Take Off is the first extended play by Japanese band Folks, independently released on March 29, 2013. It was the band's first release, and their only self-issued album before their major label debut under Ki/oon Music in 2014.

== Background and development ==

Folks first formed in 2013 when former Galileo Galilei members Fumito Iwai and Kazumasa Noguchi moved back to their birthplace of Hokkaido to start a band, and officially became a unit in January 2013. Iwai and Noguchi asked former Guild member Yoshitomo Kobayashi to join their band, and they moved to Sapporo, renting a house with Iwai's older brother Katsutoshi Iwai and his friend Masatsugu Takahashi, who also had a separate band.
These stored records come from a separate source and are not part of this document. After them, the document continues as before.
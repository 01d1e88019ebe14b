//! Service layer for the toilet review server.
//!
//! This module contains:
//! - The RocksDB document store and the blob store
//! - Upload validation for images
//! - One domain service per entity, called by the HTTP handlers

pub mod comments;
pub mod database;
pub mod image_inspector;
pub mod images;
pub mod ratings;
pub mod storage;
pub mod toilets;
pub mod users;

pub use comments::CommentService;
pub use database::{DatabaseService, DatabaseStats};
pub use image_inspector::{accepts, ImageInspector, InspectedImage};
pub use images::{ImageService, ImageUpload};
pub use ratings::RatingService;
pub use storage::{StorageService, StorageStats};
pub use toilets::ToiletService;
pub use users::UserService;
All five people practised music in their own rooms, but because Katsutoshi Iwai's room was a Japanese style room, the other band members could hear him through the thin shōji walls. In late 2013, Fumito Iwai heard his brother creating the song "River," and liked it so much he asked to arrange the song. All the house-mates loved the completed song, and decided to merge their two bands to create Folks.
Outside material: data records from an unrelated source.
//! Health check endpoints.
//!
//! Provides endpoints for monitoring server health and readiness.

use axum::{extract::State, routing::get, Json, Router};
use serde::Serialize;

use crate::services::{DatabaseStats, StorageStats};
use crate::state::AppState;

/// Health check response
#[derive(Debug, Serialize)]
pub struct HealthResponse {
    /// Server status
    pub status: &'static str,
    /// Server version
    pub version: &'static str,
    /// Uptime message
    pub uptime: &'static str,
}

/// Liveness probe - server is running
///
/// GET /health/live
async fn liveness() -> Json<HealthResponse> {
    Json(HealthResponse {
        status: "ok",
        version: env!("CARGO_PKG_VERSION"),
        uptime: "running",
    })
}

/// Readiness probe - server can accept requests
///
/// GET /health/ready
async fn readiness(State(state): State<AppState>) -> Json<ReadinessResponse> {
    let db_ok = state.db.ping().is_ok();

    let status = if db_ok { "ready" } else { "not_ready" };

    Json(ReadinessResponse {
        status,
        database: if db_ok { "connected" } else { "disconnected" },
    })
}

/// Readiness response
#[derive(Debug, Serialize)]
pub struct ReadinessResponse {
    pub status: &'static str,
    pub database: &'static str,
}

/// Entity counts and blob usage
///
/// GET /health/stats
async fn stats(State(state): State<AppState>) -> Json<StatsResponse> {
    Json(StatsResponse {
        entities: state.db.stats().ok(),
        storage: state.storage.get_stats().await.ok(),
    })
}

/// Stats response
#[derive(Debug, Serialize)]
pub struct StatsResponse {
    pub entities: Option<DatabaseStats>,
    pub storage: Option<StorageStats>,
}

/// Create health check routes
pub fn health_routes() -> Router<AppState> {
    Router::new()
        .route("/live", get(liveness))
        .route("/ready", get(readiness))
        .route("/stats", get(stats))
}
== Writing and production ==

Take Off was recorded from Summer 2012, when Folks was a three-member unit, until March 2013. The majority of the extended play features songs written by Fumito Iwai and featuring vocals by him, except the song "River," which was written and sung by Katsutoshi Iwai. Fumito Iwai mixed, arranged and produced Take Off by himself. The band based themselves at their parents' houses in Eniwa, Hokkaido, and recorded songs in Fumito Iwai's bedroom in Megumino.

Iwai felt that Take Off was influenced by Oasis, and other English indie rock musicians such as James Blake and Bombay Bicycle Club. he felt the lyrics were influenced by Galileo Galilei vocalist Yūki Ozaki's lyrical style, and by Galileo Galilei's music in general.
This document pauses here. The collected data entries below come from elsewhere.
//! Geographic points, distances and units.

use serde::{Deserialize, Serialize};

use crate::error::{AppError, Result};

/// Mean earth radius in meters (IUGG)
pub const EARTH_RADIUS_METERS: f64 = 6_371_008.8;

const METERS_PER_KILOMETER: f64 = 1_000.0;
const METERS_PER_MILE: f64 = 1_609.344;

/// A WGS84 position, longitude first like GeoJSON
#[derive(Debug, Clone, Copy, PartialEq, Serialize, Deserialize)]
pub struct GeoPoint {
    pub lon: f64,
    pub lat: f64,
}

impl GeoPoint {
    /// Create a point, rejecting coordinates outside the valid ranges
    pub fn new(lon: f64, lat: f64) -> Result<Self> {
        let point = Self { lon, lat };
        point.validate()?;
        Ok(point)
    }

    pub fn validate(&self) -> Result<()> {
        if !(-180.0..=180.0).contains(&self.lon) {
            return Err(AppError::validation(format!(
                "longitude {} is outside [-180, 180]",
                self.lon
            )));
        }
        if !(-90.0..=90.0).contains(&self.lat) {
            return Err(AppError::validation(format!(
                "latitude {} is outside [-90, 90]",
                self.lat
            )));
        }
        Ok(())
    }

    /// Great-circle distance in meters (haversine)
    pub fn distance_meters(&self, other: &GeoPoint) -> f64 {
        let lat1 = self.lat.to_radians();
        let lat2 = other.lat.to_radians();
        let dlat = (other.lat - self.lat).to_radians();
        let dlon = (other.lon - self.lon).to_radians();

        let a = (dlat / 2.0).sin().powi(2) + lat1.cos() * lat2.cos() * (dlon / 2.0).sin().powi(2);
        let c = 2.0 * a.sqrt().atan2((1.0 - a).sqrt());

        EARTH_RADIUS_METERS * c
    }

    /// Bounding box enclosing every point within `meters` of `self`.
    ///
    /// The longitude span widens to the whole globe near the poles or
    /// when the box would wrap the antimeridian.
    pub fn bounding_box(&self, meters: f64) -> BoundingBox {
        let angular = (meters / EARTH_RADIUS_METERS).to_degrees();
        let min_lat = (self.lat - angular).max(-90.0);
        let max_lat = (self.lat + angular).min(90.0);

        let cos_lat = self.lat.to_radians().cos();
        let (min_lon, max_lon) = if max_lat >= 90.0 || min_lat <= -90.0 || cos_lat <= f64::EPSILON {
            (-180.0, 180.0)
        } else {
            let lon_span = angular / cos_lat;
            let (lo, hi) = (self.lon - lon_span, self.lon + lon_span);
            if lo < -180.0 || hi > 180.0 {
                (-180.0, 180.0)
            } else {
                (lo, hi)
            }
        };

        BoundingBox {
            min_lon,
            min_lat,
            max_lon,
            max_lat,
        }
    }
}

#[derive(Debug, Clone, Copy, PartialEq)]
pub struct BoundingBox {
    pub min_lon: f64,
    pub min_lat: f64,
    pub max_lon: f64,
    pub max_lat: f64,
}

impl BoundingBox {
    pub fn contains(&self, point: &GeoPoint) -> bool {
        (self.min_lat..=self.max_lat).contains(&point.lat)
            && (self.min_lon..=self.max_lon).contains(&point.lon)
    }
}

/// Unit of a search radius
#[derive(Debug, Clone, Copy, PartialEq, Eq)]
pub enum DistanceUnit {
    Kilometers,
    Miles,
}

impl DistanceUnit {
    fn meters_per_unit(self) -> f64 {
        match self {
            Self::Kilometers => METERS_PER_KILOMETER,
            Self::Miles => METERS_PER_MILE,
        }
    }
}

/// A distance tagged with its unit
#[derive(Debug, Clone, Copy, PartialEq)]
pub struct Distance {
    pub value: f64,
    pub unit: DistanceUnit,
}

impl Distance {
    pub fn new(value: f64, unit: DistanceUnit) -> Result<Self> {
        if !value.is_finite() || value <= 0.0 {
            return Err(AppError::validation(format!(
                "radius must be a positive number, got {}",
                value
            )));
        }
        Ok(Self { value, unit })
    }

    pub fn kilometers(value: f64) -> Result<Self> {
        Self::new(value, DistanceUnit::Kilometers)
    }

    pub fn miles(value: f64) -> Result<Self> {
        Self::new(value, DistanceUnit::Miles)
    }

    pub fn to_meters(&self) -> f64 {
        self.value * self.unit.meters_per_unit()
    }
}

#[cfg(test)]
mod tests {
    use super::*;

    #[test]
    fn test_unit_conversion() {
        assert_eq!(Distance::kilometers(1.0).unwrap().to_meters(), 1000.0);
        assert_eq!(Distance::kilometers(2.5).unwrap().to_meters(), 2500.0);
        assert!((Distance::miles(1.0).unwrap().to_meters() - 1609.344).abs() < 1e-9);
        assert_eq!(
            Distance::new(3.0, DistanceUnit::Miles).unwrap().unit,
            DistanceUnit::Miles
        );
    }

    #[test]
    fn test_non_positive_radius_rejected() {
        assert!(Distance::kilometers(0.0).is_err());
        assert!(Distance::kilometers(-1.0).is_err());
        assert!(Distance::kilometers(f64::NAN).is_err());
    }

    #[test]
    fn test_point_validation() {
        assert!(GeoPoint::new(13.4, 52.5).is_ok());
        assert!(GeoPoint::new(181.0, 0.0).is_err());
        assert!(GeoPoint::new(0.0, -90.5).is_err());
    }

    #[test]
    fn test_haversine_known_distance() {
        // Berlin Brandenburger Tor -> Berlin Alexanderplatz, roughly 2.3 km
        let tor = GeoPoint::new(13.377_704, 52.516_275).unwrap();
        let alex = GeoPoint::new(13.413_215, 52.521_918).unwrap();

        let d = tor.distance_meters(&alex);
        assert!((2_300.0..2_600.0).contains(&d), "distance was {}", d);
        assert_eq!(tor.distance_meters(&tor), 0.0);
    }

    #[test]
    fn test_one_degree_latitude() {
        let a = GeoPoint::new(0.0, 0.0).unwrap();
        let b = GeoPoint::new(0.0, 1.0).unwrap();

        // 1 degree of latitude is about 111.2 km
        assert!((a.distance_meters(&b) - 111_195.0).abs() < 100.0);
    }

    #[test]
    fn test_bounding_box_contains_radius() {
        let center = GeoPoint::new(13.4, 52.5).unwrap();
        let bbox = center.bounding_box(10_000.0);

        let north = GeoPoint::new(13.4, 52.58).unwrap();
        let far = GeoPoint::new(14.5, 52.5).unwrap();
        assert!(bbox.contains(&center));
        assert!(bbox.contains(&north));
        assert!(!bbox.contains(&far));
    }

    #[test]
    fn test_bounding_box_near_pole_spans_globe() {
        let center = GeoPoint::new(0.0, 89.99).unwrap();
        let bbox = center.bounding_box(50_000.0);
        assert_eq!(bbox.min_lon, -180.0);
        assert_eq!(bbox.max_lon, 180.0);
    }
}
For the July 2013 iTunes release of the album, Take Off was remastered by Yoshinori Sunahara.

All songs, except the intro "Take Off" were later used for their major label debut extended play Newtown (2014), including the song "Gaga" which was retitled "You're Right."

== Promotion and release ==

The album was first released on March 29, 2013 to download service Vibirth. On April 6, 2013 at Sound Lab Mole in Sapporo, Folks held the album release party live, and also sold physical copies of the album there.

The physical version was released at Sapporo music store Ongaku Dokoro in July 2013, and later at Hokkaido music chain Gyokkodo on October 8, 2013. The extended play was released globally on iTunes on July 31, 2013.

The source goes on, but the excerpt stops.